Following up on @pbelmans's answer and researching an article mentioned in OEIS A007018, I believe your Question 2 was answered just under 100 years ago by David Curtiss (On Kellogg's Diophantine problem, Amer. Math. Monthly 29 (1922) 380-387).*
Curtiss confirms Kellogg's conjecture that the maximum $x_i$ in any $$\frac{1}{x_1} + \frac{1}{x_2} + \cdots + \frac{1}{x_n} = 1$$ is given by the sequence $u_1 = 1$ and $u_{k+1} = u_k(u_k+1)$ which begins 1, 2, 6, 42, 1806, 3263442. On p386 he explains, "But the value $u_n$ is actually attained by giving to the $x$'s the values $u_k+1$, so that $u_n$ is the maximum of $f_{n-1}(x)$." (That last expression is something he defined to simplify the proof.) Indeed,
\begin{gather*}
\frac{1}{1+1} + \frac{1}{2+1} + \frac{1}{6} = \frac{1}{2} + \frac{1}{3} + \frac{1}{6} = 1, \\
\frac{1}{1+1} + \frac{1}{2+1} + \frac{1}{6+1} + \frac{1}{42} = \frac{1}{2} + \frac{1}{3} + \frac{1}{7} + \frac{1}{42} = 1, \\
\frac{1}{1+1} + \frac{1}{2+1} + \frac{1}{6+1} + \frac{1}{42+1} + \frac{1}{1806} = \frac{1}{2} + \frac{1}{3} + \frac{1}{7} + \frac{1}{43} + \frac{1}{1806} = 1, \dots
\end{gather*}
* There's also a sci.math.research thread from 1996 where a claim that Curtiss's proof is wrong is retracted, but the proof does seem to be difficult to follow. Gerry Myerson provided a reference to a simpler 1995 proof by Izhboldin and Kurliandchik.

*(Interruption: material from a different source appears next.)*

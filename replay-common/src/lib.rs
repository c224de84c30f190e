pub mod document;
pub mod metrics;
pub mod record;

I'm including a comment to @katago here so that answers to both questions are in one place.
Looking through MathSciNet, the most recent upper bound may be Browning & Elsholtz 2011, something like $$(1.264085...)^{(5/12)^{2^{n−1}}}$$ where apparently the 1.26 is a known constant that arises in these problems. There are also lower bounds in the literature.
So the short answer to Q1 is no, at least not yet.